Task description.
Return the entries below in full. Keep every word as it is.
[[ Dataset extract, beginning ]]
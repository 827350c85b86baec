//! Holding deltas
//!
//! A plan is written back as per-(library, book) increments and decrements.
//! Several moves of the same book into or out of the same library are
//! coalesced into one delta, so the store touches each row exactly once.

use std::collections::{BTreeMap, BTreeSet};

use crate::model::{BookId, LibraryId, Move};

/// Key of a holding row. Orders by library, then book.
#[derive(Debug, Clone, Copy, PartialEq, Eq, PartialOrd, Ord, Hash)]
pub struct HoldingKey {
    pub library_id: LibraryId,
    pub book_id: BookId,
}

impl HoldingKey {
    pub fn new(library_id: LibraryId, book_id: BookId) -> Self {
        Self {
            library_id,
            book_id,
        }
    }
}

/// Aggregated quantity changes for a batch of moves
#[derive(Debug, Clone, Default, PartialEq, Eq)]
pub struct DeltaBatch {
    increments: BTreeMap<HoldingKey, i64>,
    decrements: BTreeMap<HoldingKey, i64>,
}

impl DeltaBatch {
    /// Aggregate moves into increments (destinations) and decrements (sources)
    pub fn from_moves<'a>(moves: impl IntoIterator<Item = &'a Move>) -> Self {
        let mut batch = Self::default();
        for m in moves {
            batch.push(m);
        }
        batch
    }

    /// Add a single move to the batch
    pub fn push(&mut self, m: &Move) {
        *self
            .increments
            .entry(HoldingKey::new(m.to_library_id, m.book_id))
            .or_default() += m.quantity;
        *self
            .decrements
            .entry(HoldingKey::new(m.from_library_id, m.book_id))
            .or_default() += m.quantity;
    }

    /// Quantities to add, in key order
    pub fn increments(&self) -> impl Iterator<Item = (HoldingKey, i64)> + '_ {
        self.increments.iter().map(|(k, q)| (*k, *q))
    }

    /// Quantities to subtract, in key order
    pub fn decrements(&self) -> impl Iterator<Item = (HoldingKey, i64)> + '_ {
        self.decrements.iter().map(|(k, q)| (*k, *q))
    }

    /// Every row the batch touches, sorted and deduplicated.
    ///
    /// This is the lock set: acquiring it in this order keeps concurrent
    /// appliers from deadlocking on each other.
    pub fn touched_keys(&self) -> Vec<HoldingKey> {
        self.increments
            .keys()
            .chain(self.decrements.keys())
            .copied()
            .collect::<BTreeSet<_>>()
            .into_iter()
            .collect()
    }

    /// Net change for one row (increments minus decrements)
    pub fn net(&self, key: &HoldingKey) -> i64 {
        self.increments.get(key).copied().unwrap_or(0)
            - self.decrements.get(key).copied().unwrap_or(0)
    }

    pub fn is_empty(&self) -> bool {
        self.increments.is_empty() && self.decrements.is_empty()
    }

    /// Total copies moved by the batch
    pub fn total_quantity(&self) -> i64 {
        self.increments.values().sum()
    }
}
[[ Dataset extract, end ]]
Solved exercise.
repository 827350c85b86baec
//! Holding deltas
//!
//! A plan is written back as per-(library, book) increments and decrements.
//! Several moves of the same book into or out of the same library are
//! coalesced into one delta, so the store touches each row exactly once.

use std::collections::{BTreeMap, BTreeSet};

use crate::model::{BookId, LibraryId, Move};

/// Key of a holding row. Orders by library, then book.
#[derive(Debug, Clone, Copy, PartialEq, Eq, PartialOrd, Ord, Hash)]
pub struct HoldingKey {
    pub library_id: LibraryId,
    pub book_id: BookId,
}

impl HoldingKey {
    pub fn new(library_id: LibraryId, book_id: BookId) -> Self {
        Self {
            library_id,
            book_id,
        }
    }
}

/// Aggregated quantity changes for a batch of moves
#[derive(Debug, Clone, Default, PartialEq, Eq)]
pub struct DeltaBatch {
    increments: BTreeMap<HoldingKey, i64>,
    decrements: BTreeMap<HoldingKey, i64>,
}

impl DeltaBatch {
    /// Aggregate moves into increments (destinations) and decrements (sources)
    pub fn from_moves<'a>(moves: impl IntoIterator<Item = &'a Move>) -> Self {
        let mut batch = Self::default();
        for m in moves {
            batch.push(m);
        }
        batch
    }

    /// Add a single move to the batch
    pub fn push(&mut self, m: &Move) {
        *self
            .increments
            .entry(HoldingKey::new(m.to_library_id, m.book_id))
            .or_default() += m.quantity;
        *self
            .decrements
            .entry(HoldingKey::new(m.from_library_id, m.book_id))
            .or_default() += m.quantity;
    }

    /// Quantities to add, in key order
    pub fn increments(&self) -> impl Iterator<Item = (HoldingKey, i64)> + '_ {
        self.increments.iter().map(|(k, q)| (*k, *q))
    }

    /// Quantities to subtract, in key order
    pub fn decrements(&self) -> impl Iterator<Item = (HoldingKey, i64)> + '_ {
        self.decrements.iter().map(|(k, q)| (*k, *q))
    }

    /// Every row the batch touches, sorted and deduplicated.
    ///
    /// This is the lock set: acquiring it in this order keeps concurrent
    /// appliers from deadlocking on each other.
    pub fn touched_keys(&self) -> Vec<HoldingKey> {
        self.increments
            .keys()
            .chain(self.decrements.keys())
            .copied()
            .collect::<BTreeSet<_>>()
            .into_iter()
            .collect()
    }

    /// Net change for one row (increments minus decrements)
    pub fn net(&self, key: &HoldingKey) -> i64 {
        self.increments.get(key).copied().unwrap_or(0)
            - self.decrements.get(key).copied().unwrap_or(0)
    }

    pub fn is_empty(&self) -> bool {
        self.increments.is_empty() && self.decrements.is_empty()
    }

    /// Total copies moved by the batch
    pub fn total_quantity(&self) -> i64 {
        self.increments.values().sum()
    }
}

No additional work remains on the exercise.